▽
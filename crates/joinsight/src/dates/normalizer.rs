//! Monthly normalization of date-like columns.

use std::collections::HashSet;
use std::fmt;

use chrono::{Datelike, NaiveDateTime};
use serde::{Deserialize, Serialize};
use tracing::{debug, warn};

use super::parse::parse_value;
use crate::dataset::{Dataset, ValueKey};
use crate::error::DateParseFailure;

/// Column-name suffix tokens that mark identifiers and quantities.
const NUMERIC_ROLE_SUFFIXES: &[&str] = &[
    "id", "key", "qty", "quantity", "amount", "amt", "count", "cnt", "price", "total", "num",
    "number", "no",
];

/// A calendar month, the join granularity for date keys.
#[derive(Debug, Clone, Copy, PartialEq, Eq, Hash, PartialOrd, Ord, Serialize, Deserialize)]
pub struct YearMonth {
    pub year: i32,
    pub month: u32,
}

impl YearMonth {
    pub fn new(year: i32, month: u32) -> Self {
        Self { year, month }
    }

    pub fn from_datetime(dt: &NaiveDateTime) -> Self {
        Self {
            year: dt.year(),
            month: dt.month(),
        }
    }

    /// Join key for this period.
    pub fn key(&self) -> ValueKey {
        ValueKey::Period(self.year, self.month)
    }
}

impl fmt::Display for YearMonth {
    fn fmt(&self, f: &mut fmt::Formatter<'_>) -> fmt::Result {
        write!(f, "{:04}-{:02}", self.year, self.month)
    }
}

/// A date column truncated to months, row-aligned with its source.
#[derive(Debug, Clone, PartialEq, Serialize, Deserialize)]
pub struct NormalizedDates {
    pub column: String,
    /// One entry per row; `None` for missing or unparseable cells.
    pub periods: Vec<Option<YearMonth>>,
    /// Non-missing cells that parsed.
    pub parsed: usize,
    /// Non-missing cells that did not parse.
    pub failed: usize,
}

impl NormalizedDates {
    /// Join key for a row.
    pub fn key(&self, row: usize) -> Option<ValueKey> {
        self.periods.get(row).copied().flatten().map(|p| p.key())
    }

    /// Distinct periods as join keys.
    pub fn distinct_keys(&self) -> HashSet<ValueKey> {
        self.periods.iter().flatten().map(YearMonth::key).collect()
    }

    /// Earliest and latest period, if any parsed.
    pub fn range(&self) -> Option<(YearMonth, YearMonth)> {
        let min = self.periods.iter().flatten().min()?;
        let max = self.periods.iter().flatten().max()?;
        Some((*min, *max))
    }
}

/// Normalizer configuration.
#[derive(Debug, Clone, Serialize, Deserialize)]
#[serde(default)]
pub struct NormalizerConfig {
    /// Highest tolerated share (0.0-1.0) of unparseable non-missing values.
    pub max_failure_rate: f64,
    /// How many sample and offending values a failure carries.
    pub sample_size: usize,
}

impl Default for NormalizerConfig {
    fn default() -> Self {
        Self {
            max_failure_rate: 0.20,
            sample_size: 5,
        }
    }
}

/// Converts heterogeneous date-like columns into monthly periods.
#[derive(Debug, Clone, Default)]
pub struct DateNormalizer {
    config: NormalizerConfig,
}

impl DateNormalizer {
    pub fn new() -> Self {
        Self::default()
    }

    pub fn with_config(config: NormalizerConfig) -> Self {
        Self { config }
    }

    /// Normalize `column` of `dataset` to year-month periods.
    pub fn normalize(
        &self,
        dataset: &Dataset,
        column: &str,
    ) -> Result<NormalizedDates, DateParseFailure> {
        let col = dataset
            .column(column)
            .ok_or_else(|| DateParseFailure::ColumnNotFound {
                column: column.to_string(),
            })?;

        if col.column_type.is_numeric() {
            warn!(dataset = dataset.name(), column, column_type = %col.column_type, "numeric column rejected as date");
            return Err(DateParseFailure::NumericColumn {
                column: column.to_string(),
                column_type: col.column_type,
            });
        }

        if let Some(suffix) = numeric_role_suffix(column) {
            warn!(dataset = dataset.name(), column, suffix = %suffix, "column name suggests a numeric role");
            return Err(DateParseFailure::NumericRoleName {
                column: column.to_string(),
                suffix,
            });
        }

        let mut periods = Vec::with_capacity(col.len());
        let mut samples = Vec::new();
        let mut offending = Vec::new();
        let mut parsed = 0;
        let mut failed = 0;

        for value in &col.values {
            if value.is_missing() {
                periods.push(None);
                continue;
            }

            if samples.len() < self.config.sample_size {
                samples.push(value.to_string());
            }

            match parse_value(value) {
                Some(dt) => {
                    parsed += 1;
                    periods.push(Some(YearMonth::from_datetime(&dt)));
                }
                None => {
                    failed += 1;
                    if offending.len() < self.config.sample_size {
                        offending.push(value.to_string());
                    }
                    periods.push(None);
                }
            }
        }

        let total = parsed + failed;
        let failure_rate = if total == 0 {
            0.0
        } else {
            failed as f64 / total as f64
        };

        if failure_rate > self.config.max_failure_rate {
            warn!(
                dataset = dataset.name(),
                column,
                failed,
                total,
                "too many unparseable values for a date column"
            );
            return Err(DateParseFailure::TooManyFailures {
                column: column.to_string(),
                failed,
                total,
                failure_rate,
                samples,
                offending,
            });
        }

        debug!(dataset = dataset.name(), column, parsed, failed, "normalized date column");

        Ok(NormalizedDates {
            column: column.to_string(),
            periods,
            parsed,
            failed,
        })
    }
}

/// The name's last token, when it marks an identifier or quantity.
///
/// Tokens split on non-alphanumerics and lower-to-upper case changes.
fn numeric_role_suffix(name: &str) -> Option<String> {
    let chars: Vec<char> = name.trim().chars().collect();
    let mut start = 0;
    for i in 0..chars.len() {
        if !chars[i].is_alphanumeric() {
            start = i + 1;
        } else if i > 0 && chars[i].is_uppercase() && chars[i - 1].is_lowercase() {
            start = i;
        }
    }

    let token: String = chars[start.min(chars.len())..]
        .iter()
        .collect::<String>()
        .to_lowercase();

    if NUMERIC_ROLE_SUFFIXES.contains(&token.as_str()) {
        Some(token)
    } else {
        None
    }
}

#[cfg(test)]
mod tests {
    use super::*;
    use crate::dataset::{Column, Value};

    fn dataset_with(column: Column) -> Dataset {
        Dataset::new("t", vec![column]).unwrap()
    }

    #[test]
    fn test_normalize_mixed_formats() {
        let dataset = dataset_with(Column::from_raw(
            "order_date",
            ["2023-01-15", "02/03/2023", "Mar 9 2023", "", "2023-04"],
        ));
        let normalized = DateNormalizer::new().normalize(&dataset, "order_date").unwrap();

        let rendered: Vec<Option<String>> = normalized
            .periods
            .iter()
            .map(|p| p.map(|p| p.to_string()))
            .collect();
        assert_eq!(
            rendered,
            vec![
                Some("2023-01".to_string()),
                Some("2023-02".to_string()),
                Some("2023-03".to_string()),
                None,
                Some("2023-04".to_string()),
            ]
        );
        assert_eq!(normalized.parsed, 4);
        assert_eq!(normalized.failed, 0);
    }

    #[test]
    fn test_failure_rate_above_threshold() {
        let dataset = dataset_with(Column::new(
            "date",
            vec![
                Value::from("N/A"),
                Value::from("1/15/23"),
                Value::from("not a date"),
            ],
        ));

        let err = DateNormalizer::new().normalize(&dataset, "date").unwrap_err();
        match err {
            DateParseFailure::TooManyFailures {
                failed,
                total,
                failure_rate,
                samples,
                offending,
                ..
            } => {
                assert_eq!((failed, total), (2, 3));
                assert!(failure_rate > 0.66 && failure_rate < 0.67);
                assert_eq!(samples, vec!["N/A", "1/15/23", "not a date"]);
                assert_eq!(offending, vec!["N/A", "not a date"]);
            }
            other => panic!("unexpected failure {other:?}"),
        }
    }

    #[test]
    fn test_failure_rate_within_threshold() {
        let mut raw = vec!["2023-01-01"; 9];
        raw.push("garbage");
        let dataset = dataset_with(Column::from_raw("day", raw));

        let normalized = DateNormalizer::new().normalize(&dataset, "day").unwrap();
        assert_eq!(normalized.failed, 1);
        assert_eq!(normalized.periods[9], None);
    }

    #[test]
    fn test_numeric_column_rejected() {
        let dataset = dataset_with(Column::from_raw("period", ["202301", "202302"]));
        let err = DateNormalizer::new().normalize(&dataset, "period").unwrap_err();
        assert!(matches!(err, DateParseFailure::NumericColumn { .. }));
    }

    #[test]
    fn test_numeric_role_name_rejected() {
        let dataset = dataset_with(Column::from_raw("order_id", ["2023-01-01"]));
        let err = DateNormalizer::new().normalize(&dataset, "order_id").unwrap_err();
        assert_eq!(
            err,
            DateParseFailure::NumericRoleName {
                column: "order_id".to_string(),
                suffix: "id".to_string(),
            }
        );
    }

    #[test]
    fn test_missing_column() {
        let dataset = dataset_with(Column::from_raw("a", ["2023-01-01"]));
        let err = DateNormalizer::new().normalize(&dataset, "b").unwrap_err();
        assert!(matches!(err, DateParseFailure::ColumnNotFound { .. }));
    }

    #[test]
    fn test_all_missing_column_normalizes_to_nothing() {
        let dataset = dataset_with(Column::from_raw("d", ["", "NA"]));
        let normalized = DateNormalizer::new().normalize(&dataset, "d").unwrap();
        assert_eq!(normalized.periods, vec![None, None]);
        assert!(normalized.range().is_none());
    }

    #[test]
    fn test_numeric_role_suffix() {
        assert_eq!(numeric_role_suffix("customer_id").as_deref(), Some("id"));
        assert_eq!(numeric_role_suffix("CustomerID").as_deref(), Some("id"));
        assert_eq!(numeric_role_suffix("orderAmount").as_deref(), Some("amount"));
        assert_eq!(numeric_role_suffix("invoice-no").as_deref(), Some("no"));
        assert_eq!(numeric_role_suffix("order_date"), None);
        assert_eq!(numeric_role_suffix("period"), None);
        assert_eq!(numeric_role_suffix("paid_on"), None);
    }

    #[test]
    fn test_range() {
        let dataset = dataset_with(Column::from_raw("m", ["2023-03", "2023-01", "2023-02"]));
        let normalized = DateNormalizer::new().normalize(&dataset, "m").unwrap();
        assert_eq!(
            normalized.range(),
            Some((YearMonth::new(2023, 1), YearMonth::new(2023, 3)))
        );
    }
}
△
WHAT YOU WILL DO:
Copy every line of the material in which the word "total" occurs.

SOLUTION TO THIS EXERCISE:
    "id", "key", "qty", "quantity", "amount", "amt", "count", "cnt", "price", "total", "num",
        let total = parsed + failed;
        let failure_rate = if total == 0 {
            failed as f64 / total as f64
                total,
                total,
                total,
                assert_eq!((failed, total), (2, 3));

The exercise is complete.